Work order ▸ Could you reproduce the lines below from the one with "pub struct FailingTranslator" through the one with "fn sleep(&self, duration: Duration)"? Keep both ends and add nothing.

── Available data ──

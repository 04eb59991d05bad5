//! 带缓存的翻译客户端
//!
//! 先按原文指纹查询缓存，未命中时才调用内部翻译器，并把成功结果写回缓存。
//! 失败和降级结果都不会写入缓存，下次调用仍会重新请求上游。

use super::guard::LengthGuard;
use super::translator::{TranslatedResult, Translator};
use crate::translation::error::TranslationResult;
use crate::translation::storage::{CacheStats, TranslationCache};

/// 带缓存的翻译客户端
pub struct CachingClient<T> {
    translator: T,
    cache: TranslationCache,
    guard: Option<LengthGuard>,
}

impl<T: Translator> CachingClient<T> {
    pub fn new(translator: T, cache: TranslationCache) -> Self {
        Self {
            translator,
            cache,
            guard: None,
        }
    }

    /// 在计算指纹之前先检查文本长度
    pub fn with_guard(mut self, guard: LengthGuard) -> Self {
        self.guard = Some(guard);
        self
    }

    pub fn translate(&mut self, text: &str) -> TranslationResult<TranslatedResult> {
        let text = match &self.guard {
            Some(guard) => guard.apply(text)?,
            None => text.into(),
        };

        if let Some(cached) = self.cache.get::<TranslatedResult>(&text)? {
            tracing::debug!("翻译缓存命中: {}", cached.translated_text);
            return Ok(cached);
        }

        let result = self.translator.translate(&text)?;
        if result.is_degraded() {
            tracing::debug!("降级结果不写入缓存");
        } else {
            self.cache.add(&text, &result)?;
        }

        Ok(result)
    }

    pub fn stats(&self) -> CacheStats {
        self.cache.stats()
    }

    pub fn close(&mut self) -> TranslationResult<()> {
        self.cache.close()
    }

    pub fn translator(&self) -> &T {
        &self.translator
    }

    pub fn cache(&self) -> &TranslationCache {
        &self.cache
    }

    pub fn cache_mut(&mut self) -> &mut TranslationCache {
        &mut self.cache
    }
}
//! 存储模块
//!
//! 提供按目标语言分区的持久化翻译缓存。

pub mod cache;

pub use cache::{cache_file_name, ensure_cache_dir, fingerprint, CacheStats, TranslationCache};
// 集成测试公共模块
//
// 提供桩翻译器、记录型等待函数和临时缓存目录

use std::sync::atomic::{AtomicU32, Ordering};
use std::sync::Mutex;
use std::time::Duration;

use engageny_chef::translation::core::{Sleeper, TranslatedResult, Translator};
use engageny_chef::translation::error::{TranslationError, TranslationResult};
use engageny_chef::translation::storage::TranslationCache;

/// 临时缓存目录，随测试结束删除
pub struct TestEnvironment {
    pub dir: tempfile::TempDir,
}

impl TestEnvironment {
    pub fn new() -> Self {
        Self {
            dir: tempfile::tempdir().expect("create temp dir"),
        }
    }

    pub fn open_cache(&self, lang: &str) -> TranslationCache {
        TranslationCache::open(self.dir.path(), lang).expect("open cache")
    }
}

/// 总是成功的翻译器，记录调用次数
#[derive(Default)]
pub struct CountingTranslator {
    calls: AtomicU32,
}

impl CountingTranslator {
    pub fn calls(&self) -> u32 {
        self.calls.load(Ordering::SeqCst)
    }
}

impl Translator for CountingTranslator {
    fn translate(&self, text: &str) -> TranslationResult<TranslatedResult> {
        self.calls.fetch_add(1, Ordering::SeqCst);
        Ok(TranslatedResult::new(format!("<es>{}</es>", text))
            .with_detected_language("en")
            .with_model("nmt"))
    }
}

/// 失败类型
#[derive(Debug, Clone, Copy, PartialEq, Eq)]
pub enum FailureKind {
    Transient,
    Permanent,
    /// 本地配置问题，与网络无关
    Misconfigured,
}

/// 前 `fail_first` 次调用失败，之后成功
pub struct FailingTranslator {
    kind: FailureKind,
    fail_first: u32,
    calls: AtomicU32,
}

impl FailingTranslator {
    pub fn always(kind: FailureKind) -> Self {
        Self::first(kind, u32::MAX)
    }

    pub fn first(kind: FailureKind, fail_first: u32) -> Self {
        Self {
            kind,
            fail_first,
            calls: AtomicU32::new(0),
        }
    }

    pub fn calls(&self) -> u32 {
        self.calls.load(Ordering::SeqCst)
    }
}

impl Translator for FailingTranslator {
    fn translate(&self, text: &str) -> TranslationResult<TranslatedResult> {
        let call = self.calls.fetch_add(1, Ordering::SeqCst) + 1;
        if call <= self.fail_first {
            return Err(match self.kind {
                FailureKind::Transient => {
                    TranslationError::NetworkError("connection reset by peer".to_string())
                }
                FailureKind::Permanent => {
                    TranslationError::Forbidden("HTTP 403: Daily Limit Exceeded".to_string())
                }
                FailureKind::Misconfigured => {
                    TranslationError::ConfigError("API key is not configured".to_string())
                }
            });
        }
        Ok(TranslatedResult::new(format!("<es>{}</es>", text)))
    }
}

/// 只记录不等待
#[derive(Default)]
pub struct RecordingSleeper {
    sleeps: Mutex<Vec<Duration>>,
}

impl RecordingSleeper {
    pub fn sleeps(&self) -> Vec<Duration> {
        self.sleeps.lock().expect("sleeper lock").clone()
    }
}

impl Sleeper for RecordingSleeper {
    fn sleep(&self, duration: Duration) {
        self.sleeps.lock().expect("sleeper lock").push(duration);
    }
}

/// 测试数据生成器
pub struct TestDataGenerator;

impl TestDataGenerator {
    /// 生成互不相同的课程标题
    pub fn lesson_titles(count: usize) -> Vec<String> {
        (1..=count)
            .map(|i| format!("Grade {} Module {} Lesson {}", i % 12 + 1, i % 6 + 1, i))
            .collect()
    }
}
//! # bpp-transport
//!
//! Washable layered-video transport for H.264 SVC over datagram networks.
//!
//! The BPP wire format carries one content per quality layer, each tagged
//! with a significance. Middleboxes under bandwidth pressure *wash* the least
//! significant contents out of a packet instead of dropping it, and the
//! receiver rebuilds as much of the stream as survives.
//!
//! ## Crate structure
//!
//! - [`wire`]: Bit-packed block header, command block, metadata blocks, packets
//! - [`nal`]: Annex-B NAL units, scanner and the `NalSource` boundary
//! - [`layers`]: Significance table and temporal layer pattern
//! - [`chunk`]: Chunk contents and SVC chunks
//! - [`strategy`]: Payload budget split between layers
//! - [`chunker`]: NAL stream to chunks
//! - [`sender`]: Sender pipeline
//! - [`reassembler`]: Chunk decoding and NAL reconstruction
//! - [`dependency`]: Quality-layer dependency tracking
//! - [`reorder`]: Resequencing window
//! - [`receiver`]: Receiver pipeline
//! - [`trim`]: In-network trimming engine
//! - [`stats`]: Pipeline statistics
//! - [`config`]: TOML configuration
//! - [`error`]: Error types

pub mod chunk;
pub mod chunker;
pub mod config;
pub mod dependency;
pub mod error;
pub mod layers;
pub mod nal;
pub mod reassembler;
pub mod receiver;
pub mod reorder;
pub mod sender;
pub mod stats;
pub mod strategy;
pub mod trim;
pub mod wire;
#[test]
fn washed_top_layer_keeps_lower_layers() {
    let nals = svc_stream(3, 2, 40);
    let packets = encode(&nals, sender_config(3, 1500));
    let mut impaired = packets.clone();
    impaired[1] = wash_layer(&packets[1], 2);

    let got = deliver(&mut receiver(3), impaired);
    let mut expected = nals[..4].to_vec();
    expected.extend_from_slice(&nals[5..7]);
    assert_eq!(got, expected);
}

// ─── Packet Loss ─────────────────────────────────────────────────────────────

/// Indices of the packets carrying layer group `g` (0-based) of `svc_stream`.
fn group_packets(packets: &[Bytes], layers: usize, g: usize) -> Vec<usize> {
    let nal_no = (2 + g * layers) as u16;
    packets
        .iter()
        .enumerate()
        .filter(|(_, p)| {
            let meta = Packet::decode(&mut (*p).clone()).unwrap().metadata[0];
            meta.nal_type == NalType::Vcl && meta.nal_no == nal_no
        })
        .map(|(i, _)| i)
        .collect()
}

fn without(packets: &[Bytes], lost: &[usize]) -> Vec<Bytes> {
    packets
        .iter()
        .enumerate()
        .filter(|(i, _)| !lost.contains(i))
        .map(|(_, p)| p.clone())
        .collect()
}

/// Parameter sets plus the listed layer groups.
fn expected(nals: &[Nal], layers: usize, groups: &[usize]) -> Vec<Nal> {
    let mut out = nals[..2].to_vec();
    for &g in groups {
        out.extend_from_slice(&nals[2 + g * layers..2 + (g + 1) * layers]);
    }
    out
}

fn is_subsequence(sub: &[Nal], full: &[Nal]) -> bool {
    let mut rest = full.iter();
    sub.iter().all(|n| rest.any(|m| m == n))
}

#[test]
fn lost_packet_suppresses_group_until_i_picture() {
    // One packet per group; intra period 4 puts I pictures at groups 0, 4, 8.
    let nals = svc_stream(3, 10, 40);
    let packets = encode(&nals, sender_config(3, 1500));
    assert_eq!(packets.len(), 11);
    assert_eq!(group_packets(&packets, 3, 1), vec![2]);

    let mut rx = receiver(3);
    let got = deliver(&mut rx, without(&packets, &[2]));
    assert_eq!(got, expected(&nals, 3, &[0, 4, 5, 6, 7, 8, 9]));
    assert_eq!(rx.stats().missing_events, 1);
    assert_eq!(rx.stats().video_units_lost, 1);
    assert_eq!(rx.stats().nals_suppressed, 6);

    // A later wash still lines up with the true I pictures.
    let mut impaired = without(&packets, &[2]);
    impaired[5] = wash_layer(&packets[6], 0);
    let got = deliver(&mut receiver(3), impaired);
    assert_eq!(got, expected(&nals, 3, &[0, 4, 8, 9]));
}

#[test]
fn lost_middle_fragment_loses_layer() {
    let nals = svc_stream(3, 8, 700);
    let packets = encode(&nals, sender_config(3, 600));
    let group = group_packets(&packets, 3, 1);
    assert!(group.len() >= 3, "group should span packets: {group:?}");

    let base_layer_len = |i: usize| Packet::decode(&mut packets[i].clone()).unwrap().metadata[0].content_size;
    let lost = *group[1..group.len() - 1]
        .iter()
        .find(|&&i| base_layer_len(i) > 0)
        .unwrap();

    let mut rx = receiver(3);
    let got = deliver(&mut rx, without(&packets, &[lost]));
    assert_eq!(got, expected(&nals, 3, &[0, 4, 5, 6, 7]));
    assert!(rx.stats().nals_lost >= 1);
    assert_eq!(rx.stats().decode_errors, 0);
    assert_eq!(rx.stats().video_units_lost, 0);
}

#[test]
fn lost_last_chunk_resolves_on_next_group() {
    let nals = svc_stream(3, 8, 700);
    let packets = encode(&nals, sender_config(3, 600));
    let group = group_packets(&packets, 3, 1);
    let lost = *group.last().unwrap();

    let mut rx = receiver(3);
    let got = deliver(&mut rx, without(&packets, &[lost]));
    assert_eq!(got, expected(&nals, 3, &[0, 4, 5, 6, 7]));
    assert_eq!(rx.stats().missing_events, 1);
    assert_eq!(rx.stats().nals_lost, 3);
    assert_eq!(rx.stats().video_units_lost, 0);
}

#[test]
fn stream_ending_mid_group_is_lost_not_stuck() {
    let nals = svc_stream(3, 8, 700);
    let packets = encode(&nals, sender_config(3, 600));
    let last = packets.len() - 1;
    assert_eq!(group_packets(&packets, 3, 7).last(), Some(&last));

    let mut rx = receiver(3);
    let got = deliver(&mut rx, without(&packets, &[last]));
    assert_eq!(got, expected(&nals, 3, &[0, 1, 2, 3, 4, 5, 6]));
    assert_eq!(rx.stats().nals_lost, 3);
    assert_eq!(rx.stats().missing_events, 0);
}

#[test]
fn scattered_loss_degrades_without_halting() {
    let nals = svc_stream(3, 24, 500);
    let packets = encode(&nals, sender_config(3, 600));
    let lost: Vec<usize> = (0..packets.len()).filter(|i| i % 9 == 4).collect();

    let mut rx = receiver(3);
    let got = deliver(&mut rx, without(&packets, &lost));
    assert_eq!(rx.stats().decode_errors, 0);
    assert!(rx.stats().missing_events + rx.stats().nals_lost > 0);
    assert!(is_subsequence(&got, &nals));
    assert!(got.len() > expected(&nals, 3, &[0]).len());
    assert!(got.len() < nals.len());
}

// ─── Trimming ────────────────────────────────────────────────────────────────

fn wash_packet(sizes: &[u16], sigs: &[u8], threshold: u8) -> Bytes {
    let metadata = sizes
        .iter()
        .zip(sigs)
        .enumerate()
        .map(|(i, (&content_size, &significance))| MetadataBlock {
            nal_count: sizes.len() as u8,
            nal_no: i as u16,
            frag_no: 1,
            content_size,
            significance,
            dropped: false,
            last_fragment: true,
            nal_type: NalType::Vcl,
        })
        .collect();
    let total: usize = sizes.iter().map(|&s| s as usize).sum();
    let command = CommandBlock::wash(Condition::Always, threshold, BppFunction::None, 100);
    Packet::new(command, metadata, Bytes::from(vec![0x5A; total]))
        .unwrap()
        .encode()
        .unwrap()
        .freeze()
}

/// Trimmer at 1,048,576 bit/s, half-way through a window, 70,000 bytes sent.
fn trimmer_at_budget_example() -> Trimmer {
    let (clock, mock) = Clock::mock();
    let mut trimmer = Trimmer::with_clock(BandwidthControl::new(1_048_576), TrimPolicy::Basic, clock);

    let filler_meta = MetadataBlock {
        nal_count: 1,
        nal_no: 0,
        frag_no: 1,
        content_size: 10_000 - 17,
        significance: 1,
        dropped: false,
        last_fragment: true,
        nal_type: NalType::NonVcl,
    };
    for seq in 0..7 {
        let filler = Packet::new(CommandBlock::forward(seq), vec![filler_meta], Bytes::from(vec![0u8; 9_983]))
            .unwrap()
            .encode()
            .unwrap()
            .freeze();
        assert_eq!(filler.len(), 10_000);
        assert_eq!(trimmer.process(filler).unwrap(), TrimDecision::Forward);
    }
    assert_eq!(trimmer.sent_this_window(), 70_000);

    mock.increment(Duration::from_millis(500));
    trimmer
}

#[test]
fn budget_example_washes_highest_index_first() {
    let mut trimmer = trimmer_at_budget_example();

    // Target is 4,464 bytes: the last three 2,000-byte contents cover it.
    let pkt = wash_packet(&[2000, 2000, 2000, 2000], &[1, 5, 5, 5], 2);
    let TrimDecision::Replace(out) = trimmer.process(pkt.clone()).unwrap() else {
        panic!("expected trimming");
    };
    let decoded = Packet::decode(&mut out.clone()).unwrap();
    let dropped: Vec<bool> = decoded.metadata.iter().map(|m| m.dropped).collect();
    assert_eq!(dropped, vec![false, true, true, true]);
    assert!(decoded.metadata[1..].iter().all(|m| m.content_size == 0));
    assert_eq!(decoded.payload.len(), 2000);
    assert_eq!(out.len(), pkt.len() - 6000);
    assert_eq!(decoded.command, Packet::decode(&mut pkt.clone()).unwrap().command);
}

#[test]
fn budget_example_stops_once_target_met() {
    let mut trimmer = trimmer_at_budget_example();

    let pkt = wash_packet(&[2000, 3000, 3000, 3000], &[3, 5, 5, 5], 2);
    let TrimDecision::Replace(out) = trimmer.process(pkt).unwrap() else {
        panic!("expected trimming");
    };
    let decoded = Packet::decode(&mut out.clone()).unwrap();
    let dropped: Vec<bool> = decoded.metadata.iter().map(|m| m.dropped).collect();
    assert_eq!(dropped, vec![false, false, true, true]);
    assert_eq!(trimmer.stats().bytes_washed, 6000);
}

#[test]
fn drop_command_is_never_forwarded() {
    let nals = svc_stream(2, 4, 300);
    let config = SenderConfig {
        command: Command::Drop,
        ..sender_config(2, 400)
    };
    let packets = encode(&nals, config);

    let mut trimmer = Trimmer::new(BandwidthControl::new(u64::MAX / 2), TrimPolicy::Basic);
    let mut forwarded = Vec::new();
    for p in packets {
        let cmd = Packet::decode(&mut p.clone()).unwrap().command.command;
        let decision = trimmer.process(p.clone()).unwrap();
        if cmd == Command::Drop {
            assert_eq!(decision, TrimDecision::Drop);
        }
        forwarded.extend(decision.apply(p));
    }

    // Only the parameter-set packet survives.
    let got = deliver(&mut receiver(2), forwarded);
    assert_eq!(got, nals[..2].to_vec());
}

#[test]
fn trimmed_stream_degrades_without_errors() {
    let nals = svc_stream(3, 40, 1200);
    let config = SenderConfig {
        condition: Condition::LimitedFn,
        threshold: 3,
        function: BppFunction::RelaxThreshold(1),
        ..sender_config(3, 1400)
    };
    let packets = encode(&nals, config);
    let total: usize = packets.iter().map(Bytes::len).sum();

    // Allow roughly half the stream through in one window.
    let (clock, mock) = Clock::mock();
    let mut trimmer = Trimmer::with_clock(BandwidthControl::new((total * 8 / 2) as u64), TrimPolicy::Basic, clock);
    let step = Duration::from_micros(900_000 / packets.len() as u64);

    let mut out = Vec::new();
    for p in packets {
        mock.increment(step);
        out.extend(trimmer.process(p.clone()).unwrap().apply(p));
    }
    assert!(trimmer.stats().packets_trimmed > 0);
    assert!(trimmer.stats().bytes_washed > 0);

    let mut rx = receiver(3);
    let got = deliver(&mut rx, out);
    assert_eq!(rx.stats().decode_errors, 0);
    assert!(rx.stats().nals_washed > 0);
    // Parameter sets are never washed.
    assert_eq!(got[..2].to_vec(), nals[..2].to_vec());
    assert!(got.len() < nals.len());
    assert!(got.iter().all(|n| nals.contains(n)));
}

// ─── Reorder Window ──────────────────────────────────────────────────────────

#[test]
fn reorder_window_restores_order() {
    let nals = svc_stream(2, 8, 700);
    let mut packets = encode(&nals, sender_config(2, 600));
    assert!(packets.len() > 10);
    for pair in packets.chunks_mut(3) {
        pair.reverse();
    }

    let mut rx = Receiver::new(ReceiverConfig {
        layers: 2,
        temporal: TemporalLayerModel::new(1, 4),
        reorder_window: 4,
        initial_nal_number: Some(1),
    });
    assert_eq!(deliver(&mut rx, packets.clone()), nals);
    assert_eq!(rx.stats().missing_events, 0);

    // Without the window the same impairment breaks groups apart.
    let mut plain = receiver(2);
    deliver(&mut plain, packets);
    assert!(plain.stats().missing_events > 0);
}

───

Response to the exercise ▸
pub struct FailingTranslator {
    kind: FailureKind,
    fail_first: u32,
    calls: AtomicU32,
}

impl FailingTranslator {
    pub fn always(kind: FailureKind) -> Self {
        Self::first(kind, u32::MAX)
    }

    pub fn first(kind: FailureKind, fail_first: u32) -> Self {
        Self {
            kind,
            fail_first,
            calls: AtomicU32::new(0),
        }
    }

    pub fn calls(&self) -> u32 {
        self.calls.load(Ordering::SeqCst)
    }
}

impl Translator for FailingTranslator {
    fn translate(&self, text: &str) -> TranslationResult<TranslatedResult> {
        let call = self.calls.fetch_add(1, Ordering::SeqCst) + 1;
        if call <= self.fail_first {
            return Err(match self.kind {
                FailureKind::Transient => {
                    TranslationError::NetworkError("connection reset by peer".to_string())
                }
                FailureKind::Permanent => {
                    TranslationError::Forbidden("HTTP 403: Daily Limit Exceeded".to_string())
                }
                FailureKind::Misconfigured => {
                    TranslationError::ConfigError("API key is not configured".to_string())
                }
            });
        }
        Ok(TranslatedResult::new(format!("<es>{}</es>", text)))
    }
}

/// 只记录不等待
#[derive(Default)]
pub struct RecordingSleeper {
    sleeps: Mutex<Vec<Duration>>,
}

impl RecordingSleeper {
    pub fn sleeps(&self) -> Vec<Duration> {
        self.sleeps.lock().expect("sleeper lock").clone()
    }
}

impl Sleeper for RecordingSleeper {
    fn sleep(&self, duration: Duration) {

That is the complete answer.